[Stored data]
//! # Customer Repository
//!
//! Buyer lookups and the loyalty-point earn update used by the post-commit
//! side-effect queue.

use sqlx::SqlitePool;
use tracing::debug;

use meridian_core::Customer;

use crate::error::{DbError, DbResult};

/// Repository for the `customers` table.
#[derive(Debug, Clone)]
pub struct CustomerRepository {
    pool: SqlitePool,
}

impl CustomerRepository {
    pub fn new(pool: SqlitePool) -> Self {
        CustomerRepository { pool }
    }

    pub async fn get_by_id(&self, id: &str) -> DbResult<Customer> {
        sqlx::query_as::<_, Customer>("SELECT * FROM customers WHERE id = ?1")
            .bind(id)
            .fetch_optional(&self.pool)
            .await?
            .ok_or_else(|| DbError::not_found("Customer", id))
    }

    pub async fn insert(&self, customer: &Customer) -> DbResult<()> {
        sqlx::query(
            r#"
            INSERT INTO customers (id, name, email, is_company, loyalty_points, created_at)
            VALUES (?1, ?2, ?3, ?4, ?5, ?6)
            "#,
        )
        .bind(&customer.id)
        .bind(&customer.name)
        .bind(&customer.email)
        .bind(customer.is_company)
        .bind(customer.loyalty_points)
        .bind(customer.created_at)
        .execute(&self.pool)
        .await?;

        Ok(())
    }

    /// Adds earned loyalty points. Post-commit side effect; the caller logs
    /// failures instead of propagating them.
    pub async fn earn_loyalty_points(&self, id: &str, points: i64) -> DbResult<()> {
        let result = sqlx::query(
            "UPDATE customers SET loyalty_points = loyalty_points + ?2 WHERE id = ?1",
        )
        .bind(id)
        .bind(points)
        .execute(&self.pool)
        .await?;

        if result.rows_affected() == 0 {
            return Err(DbError::not_found("Customer", id));
        }

        debug!(customer_id = %id, points, "Loyalty points earned");
        Ok(())
    }
}

// =============================================================================
// Unit Tests
// =============================================================================

#[cfg(test)]
mod tests {
    use super::*;
    use crate::pool::{Database, DbConfig};
    use chrono::Utc;

    #[tokio::test]
    async fn test_loyalty_earn() {
        let db = Database::new(DbConfig::in_memory()).await.unwrap();
        let repo = db.customers();

        repo.insert(&Customer {
            id: "c1".into(),
            name: "Acme Drilling Ltd".into(),
            email: Some("ops@acme.example".into()),
            is_company: true,
            loyalty_points: 0,
            created_at: Utc::now(),
        })
        .await
        .unwrap();

        repo.earn_loyalty_points("c1", 57).await.unwrap();
        repo.earn_loyalty_points("c1", 10).await.unwrap();

        let customer = repo.get_by_id("c1").await.unwrap();
        assert_eq!(customer.loyalty_points, 67);
        assert!(customer.is_company);

        assert!(repo.earn_loyalty_points("missing", 5).await.is_err());
    }
}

- PROBLEM DESCRIPTION
Read through the records above and copy the lines that contain "side".

- WRITTEN REPLY
//! side-effect queue.
    /// Adds earned loyalty points. Post-commit side effect; the caller logs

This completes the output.